Old Darby got curious, too, and looked down. That brief glance caused him to lose his concentration, and they began to fall. Down they went like an elevator gone berserk. The canyon walls were sliding by in a blur as Cap and Darby gathered speed on the descent.

Cap knew the only way the pair could survive the fall was to pull up on old Darby. He’d trained that horse since he was a colt, and everyone agreed Darby was the best reined horse in Arizona—or the whole West for that matter.

Cap took a firm grip on those leather reins and hollered, “Whoa, Darby!”

Well, old Darby responded to his master’s command and pulled up short—just two feet from the canyon floor.

Hance and Darby glided safely down those last two feet. Captain Hance (nobody knows why they called him Captain-it just seemed to fit) came to the Grand Canyon in the 1880s to go prospecting. Whatever luck he had as an argonaut was far out-shadowed by his success as a story­teller and trail guide for tourists visiting the Grand Canyon in the days before the arrival of the railroad.

Captain Hance’s career as a yarnspinner was launched one day when he was lecturing to a group of tourists. He’d lost part of his index finger in an accident and a lady tourist asked, “Why, Captain Hance, how did you lose the tip of your fingers?”

Cap paused and stared at the missing part of his finger as if noticing it for the first time, then replied, “Why, ma’am, I reckon I plumb wore off the end of that thing pointing out the purty scenery out here over the past 30 years.”

The audience loved it, and from that day forth Cap Hance’s reputation as a windjammer grew. Visitors who didn’t get a chance to be victimized by his windies felt shortchanged. Next to the canyon itself, Cap was the main attraction.

Sometimes Cap Hance’s whoppers almost got him in a heap of trouble. Like the time a stranger asked him how the deer hunting was around the South Rim.

“Why, shucks,” Cap replied, “I went out this morning and killed three all by myself.”

“That’s wonderful,” the stranger exclaimed. “Do you know who I am?”

“No, I don’t,” Hance admitted.

“Well, I’m the game warden.”

Undaunted, the captain snorted, “And do you know who I am?” “No, I don’t,” the game warden said

“Well,” came the reply, “I’m John Hance, the biggest damn liar in these parts.”

During inclement weather, a layer of dense fog some­times fills the canyon from rim to rim. Gap used to tell of the times when he and Darby rode across the fog bank to the North Rim. On one occasion, when they were about midway, the fog began to lift. Old Darby hurriedly jumped from one patch to another trying to reach the rim, but soon ran out of fog, slipped, through a hole, and landed on top of Zoroaster Temple.
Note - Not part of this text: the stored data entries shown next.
use axum::{
    extract::State,
    routing::{get, post},
    Json, Router,
};
use tracing::{error, info, instrument, warn};

use crate::{
    auth::{jwt::AuthUser, repo::{Role, User}},
    error::ApiError,
    faq,
    profile::{
        dto::{
            LoadProfileResponse, ProfileBody, SaveProfileRequest, SaveProfileResponse,
            SetLanguageRequest,
        },
        repo::LearnerProfile,
    },
    state::AppState,
};

pub fn profile_routes() -> Router<AppState> {
    Router::new()
        .route("/save-profile", post(save_profile))
        .route("/load_profile", get(load_profile))
        .route("/set-language", post(set_language))
}

fn require_learner(user: &AuthUser) -> Result<(), ApiError> {
    if user.role != Role::Learner {
        warn!(user_id = %user.id, role = user.role.as_str(), "learner endpoint called by non-learner");
        return Err(ApiError::Forbidden("Learner account required".into()));
    }
    Ok(())
}

#[instrument(skip(state, payload))]
pub async fn save_profile(
    State(state): State<AppState>,
    user: AuthUser,
    Json(payload): Json<SaveProfileRequest>,
) -> Result<Json<SaveProfileResponse>, ApiError> {
    require_learner(&user)?;

    let skills = payload.skills.into_list();
    let profile = match LearnerProfile::upsert(
        &state.db,
        user.id,
        payload.phone.trim(),
        payload.location.trim(),
        payload.education.trim(),
        &skills,
        payload.experience.trim(),
        payload.preferences.trim(),
    )
    .await
    {
        Ok(p) => p,
        Err(e) => {
            error!(error = %e, user_id = %user.id, "profile upsert failed");
            return Err(ApiError::Internal(e));
        }
    };

    info!(user_id = %user.id, profile_id = %profile.id, "profile saved");
    Ok(Json(SaveProfileResponse {
        status: "success",
        message: "Profile saved".into(),
    }))
}

#[instrument(skip(state))]
pub async fn load_profile(
    State(state): State<AppState>,
    user: AuthUser,
) -> Result<Json<LoadProfileResponse>, ApiError> {
    require_learner(&user)?;

    let language = User::find_by_id(&state.db, user.id)
        .await?
        .map(|u| u.preferred_language)
        .unwrap_or_else(|| state.config.default_language.clone());

    let profile = LearnerProfile::find_by_user(&state.db, user.id).await?;
    let (status, profile) = match profile {
        Some(p) => ("success", Some(ProfileBody::from(p))),
        None => ("empty", None),
    };

    Ok(Json(LoadProfileResponse {
        status,
        language,
        profile,
    }))
}

#[instrument(skip(state, payload))]
pub async fn set_language(
    State(state): State<AppState>,
    user: AuthUser,
    Json(payload): Json<SetLanguageRequest>,
) -> Result<Json<SaveProfileResponse>, ApiError> {
    let language = payload.language.trim().to_lowercase();
    if !faq::is_supported_language(&language) {
        return Err(ApiError::BadRequest(format!(
            "Unsupported language: {language}"
        )));
    }

    User::set_language(&state.db, user.id, &language).await?;
    info!(user_id = %user.id, %language, "language preference saved");
    Ok(Json(SaveProfileResponse {
        status: "success",
        message: "Language preference saved".into(),
    }))
}
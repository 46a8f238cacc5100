use axum::{
    extract::{FromRef, State},
    http::header::SET_COOKIE,
    response::AppendHeaders,
    routing::post,
    Json, Router,
};
use lazy_static::lazy_static;
use regex::Regex;
use tracing::{error, info, instrument, warn};

use crate::{
    auth::{
        dto::{AuthResponse, LoginRequest, PublicUser, RefreshRequest, SignupRequest},
        jwt::{session_cookie, JwtKeys},
        password::{hash_password, verify_password},
        repo::User,
    },
    error::ApiError,
    state::AppState,
};

fn is_valid_email(email: &str) -> bool {
    lazy_static! {
        static ref EMAIL_RE: Regex = Regex::new(r"^[^@\s]+@[^@\s]+\.[^@\s]+$").unwrap();
    }
    EMAIL_RE.is_match(email)
}

pub fn auth_routes() -> Router<AppState> {
    Router::new()
        .route("/auth/signup", post(signup))
        .route("/auth/login", post(login))
        .route("/auth/refresh", post(refresh))
}

type AuthReply = (AppendHeaders<[(axum::http::HeaderName, String); 1]>, Json<AuthResponse>);

fn auth_reply(
    keys: &JwtKeys,
    user: User,
    message: &str,
) -> Result<AuthReply, ApiError> {
    let access_token = keys.sign_access(user.id, user.role).map_err(|e| {
        error!(error = %e, "jwt sign access failed");
        ApiError::Internal(e)
    })?;
    let refresh_token = keys.sign_refresh(user.id, user.role).map_err(|e| {
        error!(error = %e, "jwt sign refresh failed");
        ApiError::Internal(e)
    })?;

    let cookie = session_cookie(&access_token);
    Ok((
        AppendHeaders([(SET_COOKIE, cookie)]),
        Json(AuthResponse {
            status: "success",
            message: message.to_string(),
            role: user.role,
            access_token,
            refresh_token,
            user: PublicUser {
                id: user.id,
                name: user.name,
                email: user.email,
                role: user.role,
            },
        }),
    ))
}

#[instrument(skip(state, payload))]
pub async fn signup(
    State(state): State<AppState>,
    Json(mut payload): Json<SignupRequest>,
) -> Result<AuthReply, ApiError> {
    payload.email = payload.email.trim().to_lowercase();
    payload.name = payload.name.trim().to_string();

    if payload.name.is_empty() {
        return Err(ApiError::BadRequest("Name is required".into()));
    }
    if !is_valid_email(&payload.email) {
        warn!(email = %payload.email, "invalid email");
        return Err(ApiError::BadRequest("Invalid email".into()));
    }
    if payload.password.len() < 8 {
        warn!("password too short");
        return Err(ApiError::BadRequest("Password too short".into()));
    }

    // Ensure email is not taken
    if let Ok(Some(_)) = User::find_by_email(&state.db, &payload.email).await {
        warn!(email = %payload.email, "email already registered");
        return Err(ApiError::Conflict("Email already registered".into()));
    }

    let hash = match hash_password(&payload.password) {
        Ok(h) => h,
        Err(e) => {
            error!(error = %e, "hash_password failed");
            return Err(ApiError::Internal(e));
        }
    };

    let user = match User::create(&state.db, &payload.name, &payload.email, &hash, payload.role)
        .await
    {
        Ok(u) => u,
        Err(e) => {
            error!(error = %e, "create user failed");
            return Err(ApiError::Internal(e));
        }
    };

    info!(user_id = %user.id, email = %user.email, role = user.role.as_str(), "user signed up");
    auth_reply(&JwtKeys::from_ref(&state), user, "Signup successful")
}

#[instrument(skip(state, payload))]
pub async fn login(
    State(state): State<AppState>,
    Json(mut payload): Json<LoginRequest>,
) -> Result<AuthReply, ApiError> {
    payload.email = payload.email.trim().to_lowercase();

    if !is_valid_email(&payload.email) {
        warn!(email = %payload.email, "invalid email");
        return Err(ApiError::BadRequest("Invalid email".into()));
    }

    let user = match User::find_by_email(&state.db, &payload.email).await {
        Ok(Some(u)) => u,
        Ok(None) => {
            warn!(email = %payload.email, "login unknown email");
            return Err(ApiError::Unauthorized("Invalid credentials".into()));
        }
        Err(e) => {
            error!(error = %e, "find_by_email failed");
            return Err(ApiError::Internal(e));
        }
    };

    let ok = match verify_password(&payload.password, &user.password_hash) {
        Ok(v) => v,
        Err(e) => {
            error!(error = %e, "verify_password failed");
            return Err(ApiError::Internal(e));
        }
    };

    if !ok {
        warn!(email = %payload.email, user_id = %user.id, "login invalid password");
        return Err(ApiError::Unauthorized("Invalid credentials".into()));
    }

    info!(user_id = %user.id, email = %user.email, "user logged in");
    auth_reply(&JwtKeys::from_ref(&state), user, "Login successful")
}

#[instrument(skip(state, payload))]
pub async fn refresh(
    State(state): State<AppState>,
    Json(payload): Json<RefreshRequest>,
) -> Result<AuthReply, ApiError> {
    let keys = JwtKeys::from_ref(&state);
    let claims = keys
        .verify_refresh(&payload.refresh_token)
        .map_err(|e| ApiError::Unauthorized(e.to_string()))?;

    let user = User::find_by_id(&state.db, claims.sub)
        .await?
        .ok_or_else(|| ApiError::Unauthorized("User not found".into()))?;

    auth_reply(&keys, user, "Token refreshed")
}

#[cfg(test)]
mod tests {
    use super::*;

    #[test]
    fn email_validation_accepts_plain_addresses() {
        assert!(is_valid_email("user@example.com"));
        assert!(is_valid_email("first.last@sub.domain.org"));
    }

    #[test]
    fn email_validation_rejects_garbage() {
        assert!(!is_valid_email("not-an-email"));
        assert!(!is_valid_email("two@@example.com"));
        assert!(!is_valid_email("spaces in@example.com"));
    }
}
use std::path::PathBuf;

use serde::Deserialize;

#[derive(Debug, Clone, Deserialize)]
pub struct JwtConfig {
    pub secret: String,
    pub issuer: String,
    pub audience: String,
    pub ttl_minutes: i64,
    pub refresh_ttl_minutes: i64,
}

#[derive(Debug, Clone, Deserialize)]
pub struct AppConfig {
    pub database_url: String,
    pub jwt: JwtConfig,
    /// Directory holding the per-language FAQ datasets (`<lang>.jsonl`).
    pub faq_dir: PathBuf,
    pub default_language: String,
}

impl AppConfig {
    pub fn from_env() -> anyhow::Result<Self> {
        let database_url = std::env::var("DATABASE_URL")?;
        let jwt = JwtConfig {
            secret: std::env::var("JWT_SECRET")?,
            issuer: std::env::var("JWT_ISSUER").unwrap_or_else(|_| "careernav".into()),
            audience: std::env::var("JWT_AUDIENCE").unwrap_or_else(|_| "careernav-users".into()),
            ttl_minutes: std::env::var("JWT_TTL_MINUTES")
                .ok()
                .and_then(|v| v.parse::<i64>().ok())
                .unwrap_or(60),
            refresh_ttl_minutes: std::env::var("JWT_REFRESH_TTL_MINUTES")
                .ok()
                .and_then(|v| v.parse::<i64>().ok())
                .unwrap_or(60 * 24 * 14),
        };
        let faq_dir = std::env::var("FAQ_DATA_DIR")
            .unwrap_or_else(|_| "data/faq".into())
            .into();
        let default_language = std::env::var("DEFAULT_LANGUAGE").unwrap_or_else(|_| "en".into());
        Ok(Self {
            database_url,
            jwt,
            faq_dir,
            default_language,
        })
    }
}
use std::collections::HashMap;
use std::fs::File;
use std::io::{BufRead, BufReader};
use std::path::Path;

use serde::{Deserialize, Serialize};
use tracing::{info, warn};

/// One stored question/answer pair, as written by the dataset translator.
#[derive(Debug, Clone, Serialize, Deserialize)]
pub struct FaqEntry {
    pub user: String,
    pub assistant: String,
}

/// In-memory FAQ datasets, one entry list per language, loaded once at
/// startup. Entries keep file order; the matcher relies on it for
/// tie-breaking.
#[derive(Debug)]
pub struct FaqStore {
    by_lang: HashMap<String, Vec<FaqEntry>>,
    default_lang: String,
}

impl Default for FaqStore {
    fn default() -> Self {
        Self {
            by_lang: HashMap::new(),
            default_lang: "en".into(),
        }
    }
}

impl FaqStore {
    pub fn new(by_lang: HashMap<String, Vec<FaqEntry>>, default_lang: &str) -> Self {
        Self {
            by_lang,
            default_lang: default_lang.to_string(),
        }
    }

    /// Load every `<lang>.jsonl` file under `dir`. Malformed lines are
    /// skipped with a warning; a missing directory yields an empty store so
    /// the chatbot degrades to the no-answer sentinel instead of failing
    /// startup.
    pub fn load(dir: &Path, default_lang: &str) -> Self {
        let mut by_lang = HashMap::new();

        let entries = match std::fs::read_dir(dir) {
            Ok(entries) => entries,
            Err(e) => {
                warn!(dir = %dir.display(), error = %e, "FAQ data directory not readable; chatbot will have no answers");
                return Self::new(by_lang, default_lang);
            }
        };

        for entry in entries.flatten() {
            let path = entry.path();
            if path.extension().and_then(|e| e.to_str()) != Some("jsonl") {
                continue;
            }
            let Some(lang) = path.file_stem().and_then(|s| s.to_str()) else {
                continue;
            };
            match load_file(&path) {
                Ok(list) => {
                    info!(lang, count = list.len(), file = %path.display(), "loaded FAQ dataset");
                    by_lang.insert(lang.to_lowercase(), list);
                }
                Err(e) => {
                    warn!(lang, error = %e, "failed to read FAQ dataset");
                }
            }
        }

        Self::new(by_lang, default_lang)
    }

    /// Entry list for `lang`, falling back to the default language for
    /// unknown codes, then to an empty list.
    pub fn entries(&self, lang: &str) -> &[FaqEntry] {
        let lang = lang.trim().to_lowercase();
        self.by_lang
            .get(&lang)
            .or_else(|| self.by_lang.get(&self.default_lang))
            .map(Vec::as_slice)
            .unwrap_or(&[])
    }

}

fn load_file(path: &Path) -> anyhow::Result<Vec<FaqEntry>> {
    let file = File::open(path)?;
    let reader = BufReader::new(file);
    let mut list = Vec::new();
    for (i, line) in reader.lines().enumerate() {
        let line = line?;
        if line.trim().is_empty() {
            continue;
        }
        match serde_json::from_str::<FaqEntry>(&line) {
            Ok(entry) => list.push(entry),
            Err(e) => {
                warn!(file = %path.display(), line = i + 1, error = %e, "skipping malformed FAQ line");
            }
        }
    }
    Ok(list)
}
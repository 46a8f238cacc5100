use axum::{
    response::{Html, IntoResponse, Redirect, Response},
    routing::get,
    Router,
};

use crate::{
    auth::{AuthUser, Role},
    state::AppState,
};

/// Page routes. Bodies are bare shells; the interesting part is the
/// role gating, which mirrors the JSON API's auth but redirects to the
/// auth page instead of returning an error envelope.
pub fn router() -> Router<AppState> {
    Router::new()
        .route("/", get(home))
        .route("/auth", get(auth_page))
        .route("/forgot-password", get(forgot_password))
        .route("/learner-dashboard", get(learner_dashboard))
        .route("/learner-dashboard/profile-builder", get(profile_builder))
        .route("/career-explorer", get(career_explorer))
        .route("/recommendation-viewer", get(recommendation_viewer))
        .route("/admin-dashboard", get(admin_dashboard))
}

fn page(title: &str) -> Html<String> {
    Html(format!(
        "<!doctype html><html><head><meta charset=\"utf-8\">\
         <title>{title} · CareerNav</title></head>\
         <body><h1>{title}</h1></body></html>"
    ))
}

fn gate(session: Option<AuthUser>, required: Role, title: &str) -> Response {
    match session {
        Some(user) if user.role == required => page(title).into_response(),
        _ => Redirect::temporary("/auth").into_response(),
    }
}

async fn home() -> Html<String> {
    page("Career Navigator")
}

async fn auth_page() -> Html<String> {
    page("Login & Signup")
}

async fn forgot_password() -> Html<String> {
    page("Forgot Password")
}

async fn learner_dashboard(session: Option<AuthUser>) -> Response {
    gate(session, Role::Learner, "Learner Dashboard")
}

async fn profile_builder(session: Option<AuthUser>) -> Response {
    gate(session, Role::Learner, "Profile Builder")
}

async fn career_explorer(session: Option<AuthUser>) -> Response {
    gate(session, Role::Learner, "Career Explorer")
}

async fn recommendation_viewer(session: Option<AuthUser>) -> Response {
    gate(session, Role::Learner, "Recommendation Viewer")
}

async fn admin_dashboard(session: Option<AuthUser>) -> Response {
    gate(session, Role::Admin, "Admin Panel")
}

#[cfg(test)]
mod tests {
    use super::*;
    use axum::http::StatusCode;
    use uuid::Uuid;

    fn session(role: Role) -> Option<AuthUser> {
        Some(AuthUser {
            id: Uuid::new_v4(),
            role,
        })
    }

    #[test]
    fn anonymous_is_redirected_to_auth() {
        let response = gate(None, Role::Learner, "Learner Dashboard");
        assert_eq!(response.status(), StatusCode::TEMPORARY_REDIRECT);
    }

    #[test]
    fn wrong_role_is_redirected_to_auth() {
        let response = gate(session(Role::Learner), Role::Admin, "Admin Panel");
        assert_eq!(response.status(), StatusCode::TEMPORARY_REDIRECT);
    }

    #[test]
    fn matching_role_gets_the_page() {
        let response = gate(session(Role::Admin), Role::Admin, "Admin Panel");
        assert_eq!(response.status(), StatusCode::OK);
    }
}
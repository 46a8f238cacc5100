use std::time::Duration;

use axum::{
    async_trait,
    extract::{FromRef, FromRequestParts},
    http::{header, request::Parts},
};
use jsonwebtoken::{decode, encode, DecodingKey, EncodingKey, Header, Validation};
use serde::{Deserialize, Serialize};
use time::{Duration as TimeDuration, OffsetDateTime};
use tracing::{debug, warn};
use uuid::Uuid;

use crate::{auth::repo::Role, config::JwtConfig, error::ApiError, state::AppState};

pub const SESSION_COOKIE: &str = "access_token";

#[derive(Debug, Serialize, Deserialize, Clone, Copy, PartialEq, Eq)]
#[serde(rename_all = "lowercase")]
pub enum TokenKind {
    Access,
    Refresh,
}

#[derive(Debug, Serialize, Deserialize)]
pub struct Claims {
    pub sub: Uuid,
    pub role: Role,
    pub exp: usize,
    pub iat: usize,
    pub iss: String,
    pub aud: String,
    pub kind: TokenKind,
}

#[derive(Clone)]
pub struct JwtKeys {
    pub encoding: EncodingKey,
    pub decoding: DecodingKey,
    pub issuer: String,
    pub audience: String,
    pub access_ttl: Duration,
    pub refresh_ttl: Duration,
}

impl FromRef<AppState> for JwtKeys {
    fn from_ref(state: &AppState) -> Self {
        let JwtConfig {
            secret,
            issuer,
            audience,
            ttl_minutes,
            refresh_ttl_minutes,
        } = state.config.jwt.clone();
        Self {
            encoding: EncodingKey::from_secret(secret.as_bytes()),
            decoding: DecodingKey::from_secret(secret.as_bytes()),
            issuer,
            audience,
            access_ttl: Duration::from_secs((ttl_minutes as u64) * 60),
            refresh_ttl: Duration::from_secs((refresh_ttl_minutes as u64) * 60),
        }
    }
}

impl JwtKeys {
    fn sign_with_kind(&self, user_id: Uuid, role: Role, kind: TokenKind) -> anyhow::Result<String> {
        let now = OffsetDateTime::now_utc();
        let ttl = match kind {
            TokenKind::Access => self.access_ttl,
            TokenKind::Refresh => self.refresh_ttl,
        };
        let exp = now + TimeDuration::seconds(ttl.as_secs() as i64);
        let claims = Claims {
            sub: user_id,
            role,
            iat: now.unix_timestamp() as usize,
            exp: exp.unix_timestamp() as usize,
            iss: self.issuer.clone(),
            aud: self.audience.clone(),
            kind,
        };
        let token = encode(&Header::default(), &claims, &self.encoding)?;
        debug!(user_id = %user_id, kind = ?kind, "jwt signed");
        Ok(token)
    }

    pub fn sign_access(&self, user_id: Uuid, role: Role) -> anyhow::Result<String> {
        self.sign_with_kind(user_id, role, TokenKind::Access)
    }
    pub fn sign_refresh(&self, user_id: Uuid, role: Role) -> anyhow::Result<String> {
        self.sign_with_kind(user_id, role, TokenKind::Refresh)
    }

    pub fn verify(&self, token: &str) -> anyhow::Result<Claims> {
        let mut validation = Validation::default();
        validation.set_audience(std::slice::from_ref(&self.audience));
        validation.set_issuer(std::slice::from_ref(&self.issuer));
        let data = decode::<Claims>(token, &self.decoding, &validation)?;
        debug!(user_id = %data.claims.sub, kind = ?data.claims.kind, "jwt verified");
        Ok(data.claims)
    }

    pub fn verify_refresh(&self, token: &str) -> anyhow::Result<Claims> {
        let claims = self.verify(token)?;
        if claims.kind != TokenKind::Refresh {
            anyhow::bail!("not a refresh token");
        }
        Ok(claims)
    }
}

/// `Set-Cookie` value carrying the access token, so page routes see the
/// session on plain navigation (no Authorization header available there).
pub fn session_cookie(token: &str) -> String {
    format!("{SESSION_COOKIE}={token}; Path=/; HttpOnly; SameSite=Lax")
}

fn token_from_parts(parts: &Parts) -> Option<String> {
    if let Some(header) = parts
        .headers
        .get(header::AUTHORIZATION)
        .and_then(|v| v.to_str().ok())
    {
        if let Some(token) = header.strip_prefix("Bearer ") {
            return Some(token.to_string());
        }
    }
    let cookies = parts.headers.get(header::COOKIE)?.to_str().ok()?;
    cookies.split(';').find_map(|pair| {
        let (name, value) = pair.trim().split_once('=')?;
        (name == SESSION_COOKIE).then(|| value.to_string())
    })
}

/// Authenticated caller, extracted from a Bearer header or the session cookie.
#[derive(Debug, Clone, Copy)]
pub struct AuthUser {
    pub id: Uuid,
    pub role: Role,
}

#[async_trait]
impl<S> FromRequestParts<S> for AuthUser
where
    S: Send + Sync,
    JwtKeys: FromRef<S>,
{
    type Rejection = ApiError;

    async fn from_request_parts(parts: &mut Parts, state: &S) -> Result<Self, Self::Rejection> {
        let keys = JwtKeys::from_ref(state);
        let token = token_from_parts(parts)
            .ok_or_else(|| ApiError::Unauthorized("Missing credentials".into()))?;

        let claims = match keys.verify(&token) {
            Ok(c) => c,
            Err(_) => {
                warn!("invalid or expired token");
                return Err(ApiError::Unauthorized("Invalid or expired token".into()));
            }
        };

        if claims.kind != TokenKind::Access {
            return Err(ApiError::Unauthorized("Access token required".into()));
        }

        Ok(AuthUser {
            id: claims.sub,
            role: claims.role,
        })
    }
}

#[cfg(test)]
mod tests {
    use super::*;

    fn make_keys() -> JwtKeys {
        let state = AppState::fake();
        JwtKeys::from_ref(&state)
    }

    #[tokio::test]
    async fn sign_and_verify_access_token() {
        let keys = make_keys();
        let user_id = Uuid::new_v4();
        let token = keys.sign_access(user_id, Role::Learner).expect("sign access");
        let claims = keys.verify(&token).expect("verify token");
        assert_eq!(claims.sub, user_id);
        assert_eq!(claims.role, Role::Learner);
        assert_eq!(claims.iss, "test-issuer");
        assert_eq!(claims.aud, "test-aud");
        assert_eq!(claims.kind, TokenKind::Access);
    }

    #[tokio::test]
    async fn sign_and_verify_refresh_token_and_verify_refresh() {
        let keys = make_keys();
        let user_id = Uuid::new_v4();
        let token = keys.sign_refresh(user_id, Role::Admin).expect("sign refresh");
        let claims = keys.verify_refresh(&token).expect("verify refresh");
        assert_eq!(claims.sub, user_id);
        assert_eq!(claims.role, Role::Admin);
        assert_eq!(claims.kind, TokenKind::Refresh);
    }

    #[tokio::test]
    async fn verify_refresh_rejects_access_token() {
        let keys = make_keys();
        let token = keys
            .sign_access(Uuid::new_v4(), Role::Learner)
            .expect("sign access");
        let err = keys.verify_refresh(&token).unwrap_err();
        assert!(err.to_string().contains("not a refresh token"));
    }

    #[test]
    fn session_cookie_is_http_only() {
        let cookie = session_cookie("abc");
        assert!(cookie.starts_with("access_token=abc"));
        assert!(cookie.contains("HttpOnly"));
    }
}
Cap and Darby were marooned out on that rocky monolith for four weeks before another blanket of fog covered the Canyon. “It was a light fog,” he later recalled, “but by then old Darby and me were a whole lot lighter, too.”

Perhaps Cap Hance’s greatest saga concerned a band of hard-bitten rustlers who stole his team of prize mules. The matched set of long-eared critters was Cap’s pride. There wasn’t anything the mules wouldn’t do for him. Naturally, he was heartsick when he went out to the corral one morning and found them missing. He saddled up old Darby and rode out to pick up the trail. The outlaws had set a path toward Ashfork, down on the Santa Fe main line about 60 miles south of the Canyon.

About sundown of the third day, Cap’s keen senses picked up the smell of meat cooking over hot coals. He got off Darby and crawled over a rise for a look-see. Nestled in a thick juniper grove was an old barn. The outlaws, unaware they were being followed, had stopped to eat.

Cap’s joy at catching up with the rustlers quickly turned to sorrow when he saw the hides of his prize mules nailed to the wall of the barn. Why, that pack of rascals had skinned his pets and were sitting around the fire getting ready to eat them!

There were five of the outlaws. All were well armed; and the meanest looking scalawags you ever saw. Cap not only felt it was his duty to capture that wild bunch but also figured he owed it to his poor mules to avenge their demise!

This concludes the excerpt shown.